→ **Provided data**
┌──

//! Login, registration and password forms.

use validator::Validate;

use super::{require, FieldErrors, FormError};
use crate::backend::{
    BackendError, ChangePasswordRequest, ForgotPasswordRequest, LoginRequest, RegisterRequest, ResetPasswordRequest,
};

pub const MIN_PASSWORD_LEN: usize = 6;

const PASSWORDS_DIFFER: &str = "Passwords do not match";
const PASSWORD_TOO_SHORT: &str = "Password must be at least 6 characters";

fn check_confirmation(errors: &mut FieldErrors, field: &str, password: &str, confirmation: &str) {
    if password != confirmation {
        errors.add(field, PASSWORDS_DIFFER);
    }
}

fn check_length(errors: &mut FieldErrors, field: &str, password: &str) {
    if password.chars().count() < MIN_PASSWORD_LEN {
        errors.add(field, PASSWORD_TOO_SHORT);
    }
}

#[derive(Debug, Clone, Default, PartialEq, Eq, Validate)]
pub struct LoginForm {
    #[validate(email(message = "Enter a valid email address"))]
    pub email: String,
    #[validate(length(min = 1, message = "Password is required"))]
    pub password: String,
}

impl LoginForm {
    pub fn update(self, field: &str, value: &str) -> Result<Self, FormError> {
        let value = value.to_string();
        match field {
            "email" => Ok(Self { email: value, ..self }),
            "password" => Ok(Self { password: value, ..self }),
            other => Err(FormError::UnknownField(other.to_string())),
        }
    }

    pub fn to_request(&self) -> Result<LoginRequest, FormError> {
        let form = LoginForm {
            email: self.email.trim().to_string(),
            password: self.password.clone(),
        };
        form.validate()
            .map_err(|errors| FormError::Invalid(FieldErrors::from(errors)))?;
        Ok(LoginRequest {
            email: form.email,
            password: form.password,
        })
    }
}

#[derive(Debug, Clone, Default, PartialEq, Eq, Validate)]
pub struct RegisterForm {
    #[validate(length(min = 1, message = "Name is required"))]
    pub name: String,
    #[validate(email(message = "Enter a valid email address"))]
    pub email: String,
    pub password: String,
    pub confirm_password: String,
}

impl RegisterForm {
    pub fn update(self, field: &str, value: &str) -> Result<Self, FormError> {
        let value = value.to_string();
        match field {
            "name" => Ok(Self { name: value, ..self }),
            "email" => Ok(Self { email: value, ..self }),
            "password" => Ok(Self { password: value, ..self }),
            "confirm_password" => Ok(Self {
                confirm_password: value,
                ..self
            }),
            other => Err(FormError::UnknownField(other.to_string())),
        }
    }

    pub fn to_request(&self) -> Result<RegisterRequest, FormError> {
        let trimmed = RegisterForm {
            name: self.name.trim().to_string(),
            email: self.email.trim().to_string(),
            ..self.clone()
        };
        let mut errors = trimmed.validate().err().map(FieldErrors::from).unwrap_or_default();
        check_length(&mut errors, "password", &self.password);
        check_confirmation(&mut errors, "confirm_password", &self.password, &self.confirm_password);
        errors.into_result()?;

        Ok(RegisterRequest {
            name: trimmed.name,
            email: trimmed.email,
            password: self.password.clone(),
        })
    }
}

#[derive(Debug, Clone, Default, PartialEq, Eq, Validate)]
pub struct ForgotPasswordForm {
    #[validate(email(message = "Enter a valid email address"))]
    pub email: String,
}

impl ForgotPasswordForm {
    pub fn update(self, field: &str, value: &str) -> Result<Self, FormError> {
        match field {
            "email" => Ok(Self {
                email: value.to_string(),
            }),
            other => Err(FormError::UnknownField(other.to_string())),
        }
    }

    pub fn to_request(&self) -> Result<ForgotPasswordRequest, FormError> {
        let form = ForgotPasswordForm {
            email: self.email.trim().to_string(),
        };
        form.validate()
            .map_err(|errors| FormError::Invalid(FieldErrors::from(errors)))?;
        Ok(ForgotPasswordRequest { email: form.email })
    }
}

/// Reset form; the token comes from the `/reset-password?token=` route.
#[derive(Debug, Clone, Default, PartialEq, Eq)]
pub struct ResetPasswordForm {
    pub token: String,
    pub password: String,
    pub confirm_password: String,
}

impl ResetPasswordForm {
    pub fn with_token(token: impl Into<String>) -> Self {
        Self {
            token: token.into(),
            ..Default::default()
        }
    }

    pub fn update(self, field: &str, value: &str) -> Result<Self, FormError> {
        let value = value.to_string();
        match field {
            "token" => Ok(Self { token: value, ..self }),
            "password" => Ok(Self { password: value, ..self }),
            "confirm_password" => Ok(Self {
                confirm_password: value,
                ..self
            }),
            other => Err(FormError::UnknownField(other.to_string())),
        }
    }

    pub fn to_request(&self) -> Result<ResetPasswordRequest, FormError> {
        let mut errors = FieldErrors::new();
        require(&mut errors, "token", &self.token, "Reset link is missing its token");
        check_length(&mut errors, "password", &self.password);
        check_confirmation(&mut errors, "confirm_password", &self.password, &self.confirm_password);
        errors.into_result()?;
        Ok(ResetPasswordRequest {
            token: self.token.trim().to_string(),
            password: self.password.clone(),
        })
    }
}

#[derive(Debug, Clone, Default, PartialEq, Eq)]
pub struct ChangePasswordForm {
    pub current_password: String,
    pub new_password: String,
    pub confirm_password: String,
}

impl ChangePasswordForm {
    pub fn update(self, field: &str, value: &str) -> Result<Self, FormError> {
        let value = value.to_string();
        match field {
            "current_password" => Ok(Self {
                current_password: value,
                ..self
            }),
            "new_password" => Ok(Self {
                new_password: value,
                ..self
            }),
            "confirm_password" => Ok(Self {
                confirm_password: value,
                ..self
            }),
            other => Err(FormError::UnknownField(other.to_string())),
        }
    }

    pub fn to_request(&self) -> Result<ChangePasswordRequest, FormError> {
        let mut errors = FieldErrors::new();
        require(&mut errors, "current_password", &self.current_password, "Current password is required");
        check_length(&mut errors, "new_password", &self.new_password);
        if !self.new_password.is_empty() && self.new_password == self.current_password {
            errors.add("new_password", "New password must differ from the current one");
        }
        check_confirmation(&mut errors, "confirm_password", &self.new_password, &self.confirm_password);
        errors.into_result()?;
        Ok(ChangePasswordRequest {
            current_password: self.current_password.clone(),
            new_password: self.new_password.clone(),
        })
    }

    /// The only server error mapped onto a field: a rejected current password.
    pub fn field_errors_for(error: &BackendError) -> FieldErrors {
        let mut errors = FieldErrors::new();
        let rejected = matches!(error, BackendError::Auth(_)) || error.status() == Some(400);
        if rejected {
            errors.add("current_password", "Current password is incorrect");
        }
        errors
    }
}

#[cfg(test)]
mod tests {
    use super::*;

    #[test]
    fn register_requires_matching_confirmation() {
        let form = RegisterForm {
            name: "Ada".into(),
            email: "ada@example.com".into(),
            password: "secret1".into(),
            confirm_password: "secret2".into(),
        };
        let err = form.to_request().unwrap_err();
        assert_eq!(err.field_errors().get("confirm_password"), Some(PASSWORDS_DIFFER));
    }

    #[test]
    fn register_enforces_minimum_length() {
        let form = RegisterForm {
            name: "Ada".into(),
            email: "ada@example.com".into(),
            password: "abc".into(),
            confirm_password: "abc".into(),
        };
        let err = form.to_request().unwrap_err();
        assert_eq!(err.field_errors().get("password"), Some(PASSWORD_TOO_SHORT));
    }

    #[test]
    fn change_password_rejects_reuse() {
        let form = ChangePasswordForm {
            current_password: "hunter22".into(),
            new_password: "hunter22".into(),
            confirm_password: "hunter22".into(),
        };
        let err = form.to_request().unwrap_err();
        assert!(err.field_errors().get("new_password").is_some());
    }

    #[test]
    fn wrong_current_password_maps_to_field() {
        let errors = ChangePasswordForm::field_errors_for(&BackendError::Http {
            status: 400,
            message: "bad".into(),
        });
        assert_eq!(errors.get("current_password"), Some("Current password is incorrect"));

        let errors = ChangePasswordForm::field_errors_for(&BackendError::Network("down".into()));
        assert!(errors.is_empty());
    }
}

└──

→ **What is being asked**
Go through the entries above and write each one out exactly.

→ **Task solution**
//! Login, registration and password forms.

use validator::Validate;

use super::{require, FieldErrors, FormError};
use crate::backend::{
    BackendError, ChangePasswordRequest, ForgotPasswordRequest, LoginRequest, RegisterRequest, ResetPasswordRequest,
};

pub const MIN_PASSWORD_LEN: usize = 6;

const PASSWORDS_DIFFER: &str = "Passwords do not match";
const PASSWORD_TOO_SHORT: &str = "Password must be at least 6 characters";

fn check_confirmation(errors: &mut FieldErrors, field: &str, password: &str, confirmation: &str) {
    if password != confirmation {
        errors.add(field, PASSWORDS_DIFFER);
    }
}

fn check_length(errors: &mut FieldErrors, field: &str, password: &str) {
    if password.chars().count() < MIN_PASSWORD_LEN {
        errors.add(field, PASSWORD_TOO_SHORT);
    }
}

#[derive(Debug, Clone, Default, PartialEq, Eq, Validate)]
pub struct LoginForm {
    #[validate(email(message = "Enter a valid email address"))]
    pub email: String,
    #[validate(length(min = 1, message = "Password is required"))]
    pub password: String,
}

impl LoginForm {
    pub fn update(self, field: &str, value: &str) -> Result<Self, FormError> {
        let value = value.to_string();
        match field {
            "email" => Ok(Self { email: value, ..self }),
            "password" => Ok(Self { password: value, ..self }),
            other => Err(FormError::UnknownField(other.to_string())),
        }
    }

    pub fn to_request(&self) -> Result<LoginRequest, FormError> {
        let form = LoginForm {
            email: self.email.trim().to_string(),
            password: self.password.clone(),
        };
        form.validate()
            .map_err(|errors| FormError::Invalid(FieldErrors::from(errors)))?;
        Ok(LoginRequest {
            email: form.email,
            password: form.password,
        })
    }
}

#[derive(Debug, Clone, Default, PartialEq, Eq, Validate)]
pub struct RegisterForm {
    #[validate(length(min = 1, message = "Name is required"))]
    pub name: String,
    #[validate(email(message = "Enter a valid email address"))]
    pub email: String,
    pub password: String,
    pub confirm_password: String,
}

impl RegisterForm {
    pub fn update(self, field: &str, value: &str) -> Result<Self, FormError> {
        let value = value.to_string();
        match field {
            "name" => Ok(Self { name: value, ..self }),
            "email" => Ok(Self { email: value, ..self }),
            "password" => Ok(Self { password: value, ..self }),
            "confirm_password" => Ok(Self {
                confirm_password: value,
                ..self
            }),
            other => Err(FormError::UnknownField(other.to_string())),
        }
    }

    pub fn to_request(&self) -> Result<RegisterRequest, FormError> {
        let trimmed = RegisterForm {
            name: self.name.trim().to_string(),
            email: self.email.trim().to_string(),
            ..self.clone()
        };
        let mut errors = trimmed.validate().err().map(FieldErrors::from).unwrap_or_default();
        check_length(&mut errors, "password", &self.password);
        check_confirmation(&mut errors, "confirm_password", &self.password, &self.confirm_password);
        errors.into_result()?;

        Ok(RegisterRequest {
            name: trimmed.name,
            email: trimmed.email,
            password: self.password.clone(),
        })
    }
}

#[derive(Debug, Clone, Default, PartialEq, Eq, Validate)]
pub struct ForgotPasswordForm {
    #[validate(email(message = "Enter a valid email address"))]
    pub email: String,
}

impl ForgotPasswordForm {
    pub fn update(self, field: &str, value: &str) -> Result<Self, FormError> {
        match field {
            "email" => Ok(Self {
                email: value.to_string(),
            }),
            other => Err(FormError::UnknownField(other.to_string())),
        }
    }

    pub fn to_request(&self) -> Result<ForgotPasswordRequest, FormError> {
        let form = ForgotPasswordForm {
            email: self.email.trim().to_string(),
        };
        form.validate()
            .map_err(|errors| FormError::Invalid(FieldErrors::from(errors)))?;
        Ok(ForgotPasswordRequest { email: form.email })
    }
}

/// Reset form; the token comes from the `/reset-password?token=` route.
#[derive(Debug, Clone, Default, PartialEq, Eq)]
pub struct ResetPasswordForm {
    pub token: String,
    pub password: String,
    pub confirm_password: String,
}

impl ResetPasswordForm {
    pub fn with_token(token: impl Into<String>) -> Self {
        Self {
            token: token.into(),
            ..Default::default()
        }
    }

    pub fn update(self, field: &str, value: &str) -> Result<Self, FormError> {
        let value = value.to_string();
        match field {
            "token" => Ok(Self { token: value, ..self }),
            "password" => Ok(Self { password: value, ..self }),
            "confirm_password" => Ok(Self {
                confirm_password: value,
                ..self
            }),
            other => Err(FormError::UnknownField(other.to_string())),
        }
    }

    pub fn to_request(&self) -> Result<ResetPasswordRequest, FormError> {
        let mut errors = FieldErrors::new();
        require(&mut errors, "token", &self.token, "Reset link is missing its token");
        check_length(&mut errors, "password", &self.password);
        check_confirmation(&mut errors, "confirm_password", &self.password, &self.confirm_password);
        errors.into_result()?;
        Ok(ResetPasswordRequest {
            token: self.token.trim().to_string(),
            password: self.password.clone(),
        })
    }
}

#[derive(Debug, Clone, Default, PartialEq, Eq)]
pub struct ChangePasswordForm {
    pub current_password: String,
    pub new_password: String,
    pub confirm_password: String,
}

impl ChangePasswordForm {
    pub fn update(self, field: &str, value: &str) -> Result<Self, FormError> {
        let value = value.to_string();
        match field {
            "current_password" => Ok(Self {
                current_password: value,
                ..self
            }),
            "new_password" => Ok(Self {
                new_password: value,
                ..self
            }),
            "confirm_password" => Ok(Self {
                confirm_password: value,
                ..self
            }),
            other => Err(FormError::UnknownField(other.to_string())),
        }
    }

    pub fn to_request(&self) -> Result<ChangePasswordRequest, FormError> {
        let mut errors = FieldErrors::new();
        require(&mut errors, "current_password", &self.current_password, "Current password is required");
        check_length(&mut errors, "new_password", &self.new_password);
        if !self.new_password.is_empty() && self.new_password == self.current_password {
            errors.add("new_password", "New password must differ from the current one");
        }
        check_confirmation(&mut errors, "confirm_password", &self.new_password, &self.confirm_password);
        errors.into_result()?;
        Ok(ChangePasswordRequest {
            current_password: self.current_password.clone(),
            new_password: self.new_password.clone(),
        })
    }

    /// The only server error mapped onto a field: a rejected current password.
    pub fn field_errors_for(error: &BackendError) -> FieldErrors {
        let mut errors = FieldErrors::new();
        let rejected = matches!(error, BackendError::Auth(_)) || error.status() == Some(400);
        if rejected {
            errors.add("current_password", "Current password is incorrect");
        }
        errors
    }
}

#[cfg(test)]
mod tests {
    use super::*;

    #[test]
    fn register_requires_matching_confirmation() {
        let form = RegisterForm {
            name: "Ada".into(),
            email: "ada@example.com".into(),
            password: "secret1".into(),
            confirm_password: "secret2".into(),
        };
        let err = form.to_request().unwrap_err();
        assert_eq!(err.field_errors().get("confirm_password"), Some(PASSWORDS_DIFFER));
    }

    #[test]
    fn register_enforces_minimum_length() {
        let form = RegisterForm {
            name: "Ada".into(),
            email: "ada@example.com".into(),
            password: "abc".into(),
            confirm_password: "abc".into(),
        };
        let err = form.to_request().unwrap_err();
        assert_eq!(err.field_errors().get("password"), Some(PASSWORD_TOO_SHORT));
    }

    #[test]
    fn change_password_rejects_reuse() {
        let form = ChangePasswordForm {
            current_password: "hunter22".into(),
            new_password: "hunter22".into(),
            confirm_password: "hunter22".into(),
        };
        let err = form.to_request().unwrap_err();
        assert!(err.field_errors().get("new_password").is_some());
    }

    #[test]
    fn wrong_current_password_maps_to_field() {
        let errors = ChangePasswordForm::field_errors_for(&BackendError::Http {
            status: 400,
            message: "bad".into(),
        });
        assert_eq!(errors.get("current_password"), Some("Current password is incorrect"));

        let errors = ChangePasswordForm::field_errors_for(&BackendError::Network("down".into()));
        assert!(errors.is_empty());
    }
}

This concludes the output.